My old faithful Black and Decker valve refacer has given perfect service for
15 years or so. It's spent most of that time in the garage subject to whatever vagaries of temperature and moisture exist in there and the last few years in the kitchen (don't ask). All was well until last year when the central heating boiler broke and I had to boil kettles for a bath every day. A few weeks after starting this I used the machine for the first time and the collet system was rusted solid. It's a double ended push collet with an internal 45 degree angle to the bore it sits in and another tube with same angle which screws against the back end of the collet to compress it. This tube is a very close sliding fit in the bore, both are hardened and ground and they'd rusted together. I cleaned the bore out with steel wool, same with the o/d of the tube but a few weeks later it was rusted tight again.Hardened steel is reasonably rust proof but once it sets in you're buggered basically and it just comes back at the slightest opportunity.

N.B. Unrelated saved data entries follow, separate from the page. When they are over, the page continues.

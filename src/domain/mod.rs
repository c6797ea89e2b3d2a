//! # Domain Module
//!
//! 소셜 로그인 서비스의 도메인 계층입니다.
//!
//! - [`entities`] - MongoDB에 저장되는 사용자 엔티티
//! - [`models`] - OAuth 값 객체, 세션 데이터, 프로바이더 설정, 인증 정보
//! - [`dto`] - HTTP 요청/응답 데이터 전송 객체

pub mod entities;
pub mod dto;
pub mod models;

pub use entities::*;
pub use dto::*;
pub use models::*;
//! # HTTP Request Handlers Module
//!
//! HTTP 요청을 처리하는 핸들러 함수들을 정의하는 모듈입니다.
//!
//! ## 아키텍처 위치
//!
//! ```text
//! ┌─────────────────────────────────────────────┐
//!   Browser (리다이렉트 왕복), 관리자 클라이언트
//! └─────────────────────┬───────────────────────┘
//!                       │ HTTP Request/Response
//! ┌─────────────────────▼───────────────────────┐
//!   Handlers (이 모듈) - 세션 로드/저장, 리다이렉트   ← Web Layer
//! ├─────────────────────────────────────────────┤
//!   Services - 로그인 플로우, 사용자 연동, 설정       ← Service Layer
//! ├─────────────────────────────────────────────┤
//!   Repositories - Redis / MongoDB / 메모리        ← Repository Layer
//! └─────────────────────────────────────────────┘
//! ```
//!
//! 핸들러는 `web::Data<AppState>`에서 서비스를 꺼내 쓰며,
//! 에러는 `AppError`로 반환해 `ResponseError` 구현이 JSON 응답으로 변환합니다.
//!
//! ## 모듈 구성
//!
//! - **`auth`**: 로그인 시작, 콜백, 로그인 페이지, 로그아웃, 현재 사용자
//! - **`settings`**: 관리자용 프로바이더 설정과 통합 목록

pub mod auth;
pub mod settings;
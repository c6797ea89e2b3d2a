//! 사용자 데이터 액세스 계층
//!
//! [`UserStore`](user_repo::UserStore)를 통해 사용자 계정을 조회/생성합니다.
//!
//! # Examples
//!
//! ```rust,ignore
//! use social_auth_yelp::repositories::users::user_repo::{MongoUserRepository, UserStore};
//!
//! let repo = MongoUserRepository::new(database);
//! repo.create_indexes().await?;
//! let user = repo.find_by_provider_id(AuthProvider::Yelp, "U1").await?;
//! ```

pub mod user_repo;
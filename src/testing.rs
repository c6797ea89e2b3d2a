//! 테스트 전용 협력자 구현
//!
//! - [`ScriptedProvider`] - 네트워크 없이 미리 정한 응답을 돌려주는 OAuth 어댑터
//! - [`RecordingUserManager`] - 전달받은 신원을 기록하는 사용자 관리자

use std::collections::HashMap;
use std::sync::{Arc, Mutex};

use actix_web::http::header;
use actix_web::HttpResponse;
use async_trait::async_trait;

use crate::config::{HttpClientConfig, YelpEndpointConfig};
use crate::core::registry::{NetworkManager, YELP_PLUGIN_ID};
use crate::core::state::AppState;
use crate::domain::models::oauth::{AccessToken, AuthenticatedIdentity, AuthorizationRequest, YelpUserInfo};
use crate::domain::models::settings::ProviderSettings;
use crate::errors::errors::{AppError, AppResult};
use crate::services::auth::yelp_provider::{generate_state, OAuth2Provider, ProviderContext};
use crate::services::users::SocialAuthUserManager;

pub fn yelp_profile() -> YelpUserInfo {
    YelpUserInfo {
        id: "U1".to_string(),
        first_name: Some("Ada".to_string()),
        last_name: Some("Lovelace".to_string()),
        email: Some("a@b.com".to_string()),
        image_url: None,
    }
}

/// 스크립트된 OAuth 어댑터
pub struct ScriptedProvider {
    token: Result<String, String>,
    profile: Result<Option<YelpUserInfo>, String>,
    endpoints: HashMap<String, Result<String, String>>,
    exchanged: Mutex<Vec<String>>,
    fetched: Mutex<Vec<String>>,
}

impl Default for ScriptedProvider {
    fn default() -> Self {
        Self {
            token: Ok("tok".to_string()),
            profile: Ok(Some(yelp_profile())),
            endpoints: HashMap::new(),
            exchanged: Mutex::new(Vec::new()),
            fetched: Mutex::new(Vec::new()),
        }
    }
}

impl ScriptedProvider {
    pub fn with_exchange_error(mut self, message: &str) -> Self {
        self.token = Err(message.to_string());
        self
    }

    pub fn with_profile(mut self, profile: Option<YelpUserInfo>) -> Self {
        self.profile = Ok(profile);
        self
    }

    pub fn with_profile_error(mut self, message: &str) -> Self {
        self.profile = Err(message.to_string());
        self
    }

    /// 추가 API 응답. `Err`은 전송/상태 코드 실패를 뜻합니다.
    pub fn with_endpoint(mut self, url: &str, response: Result<&str, &str>) -> Self {
        let response = response.map(str::to_string).map_err(str::to_string);
        self.endpoints.insert(url.to_string(), response);
        self
    }

    pub fn exchanged_codes(&self) -> Vec<String> {
        self.exchanged.lock().unwrap().clone()
    }

    pub fn fetched_urls(&self) -> Vec<String> {
        self.fetched.lock().unwrap().clone()
    }
}

#[async_trait]
impl OAuth2Provider for ScriptedProvider {
    fn authorization_url(&self, scopes: &[String]) -> AuthorizationRequest {
        let state = generate_state();
        AuthorizationRequest {
            url: format!(
                "https://provider.test/authorize?scope={}&state={}",
                urlencoding::encode(&scopes.join(" ")),
                state
            ),
            state,
        }
    }

    async fn exchange_code(&self, code: &str) -> AppResult<AccessToken> {
        self.exchanged.lock().unwrap().push(code.to_string());
        self.token
            .clone()
            .map(AccessToken::bearer)
            .map_err(AppError::ExternalServiceError)
    }

    async fn fetch_resource_owner(&self, _token: &AccessToken) -> AppResult<Option<YelpUserInfo>> {
        self.profile.clone().map_err(AppError::ExternalServiceError)
    }

    async fn fetch_authenticated(&self, url: &str, _token: &AccessToken) -> AppResult<String> {
        self.fetched.lock().unwrap().push(url.to_string());
        match self.endpoints.get(url) {
            Some(response) => response.clone().map_err(AppError::ExternalServiceError),
            None => Err(AppError::ExternalServiceError(format!("HTTP 404 ({})", url))),
        }
    }
}

/// 전달받은 신원을 기록하는 사용자 관리자
pub struct RecordingUserManager {
    exists: Result<bool, String>,
    authenticated: Mutex<Vec<(AuthenticatedIdentity, Option<String>)>>,
}

impl RecordingUserManager {
    pub fn new(exists: bool) -> Self {
        Self {
            exists: Ok(exists),
            authenticated: Mutex::new(Vec::new()),
        }
    }

    pub fn failing_lookup() -> Self {
        Self {
            exists: Err("user store unavailable".to_string()),
            authenticated: Mutex::new(Vec::new()),
        }
    }

    pub fn authenticated(&self) -> Vec<(AuthenticatedIdentity, Option<String>)> {
        self.authenticated.lock().unwrap().clone()
    }
}

#[async_trait(?Send)]
impl SocialAuthUserManager for RecordingUserManager {
    async fn user_exists(&self, _provider_user_id: &str) -> AppResult<bool> {
        self.exists.clone().map_err(AppError::DatabaseError)
    }

    async fn authenticate_user(&self, identity: &AuthenticatedIdentity, destination: Option<&str>) -> AppResult<HttpResponse> {
        self.authenticated
            .lock()
            .unwrap()
            .push((identity.clone(), destination.map(str::to_string)));

        Ok(HttpResponse::Found()
            .insert_header((header::LOCATION, destination.unwrap_or("/user/me")))
            .finish())
    }
}

pub fn yelp_settings(client_id: &str) -> ProviderSettings {
    ProviderSettings {
        client_id: client_id.to_string(),
        client_secret: if client_id.is_empty() { String::new() } else { "xyz".to_string() },
        scopes: "email".to_string(),
        api_calls: String::new(),
    }
}

pub fn yelp_endpoints() -> YelpEndpointConfig {
    YelpEndpointConfig {
        authorize_url: "https://www.yelp.com/oauth2/authorize".to_string(),
        token_url: "https://api.yelp.com/oauth2/token".to_string(),
        resource_owner_url: "https://api.yelp.com/v3/users/me".to_string(),
    }
}

/// 스크립트된 어댑터를 등록한 레지스트리. 설정 검증은 그대로 거칩니다.
pub fn scripted_networks(provider: Arc<ScriptedProvider>) -> NetworkManager {
    NetworkManager::with_builtin().with_factory(
        YELP_PLUGIN_ID,
        Arc::new(move |ctx: &ProviderContext| -> AppResult<Arc<dyn OAuth2Provider>> {
            ctx.settings.validate_config()?;
            Ok(provider.clone() as Arc<dyn OAuth2Provider>)
        }),
    )
}

/// 메모리 저장소 기반 애플리케이션 상태
pub fn memory_state(networks: NetworkManager, settings: ProviderSettings) -> AppState {
    AppState::in_memory(
        networks,
        Some(settings),
        yelp_endpoints(),
        HttpClientConfig::default(),
        "https://example.com".to_string(),
    )
}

I can't use oil because the fit is so tight the oil film is enough to jam things up. WD40 would probably be better and I must go and get some. I'm just wondering if there's any way I can stabilise the rust that's already eaten through the hardening and is growing again out of the soft steel underneath. Naval jelly? If I don't fix it I'm going to end up with a scrap machine that is perfect in every other way and that will piss me off mightily.
So far it hasn't affected the operation because the rust patches only form part of the bearing surface so no actual play has developed. However if I keep using abrasive inside the bore and on the o/d of the tube I'll eventually end up with a sloppy fit between the two and then it's all but over.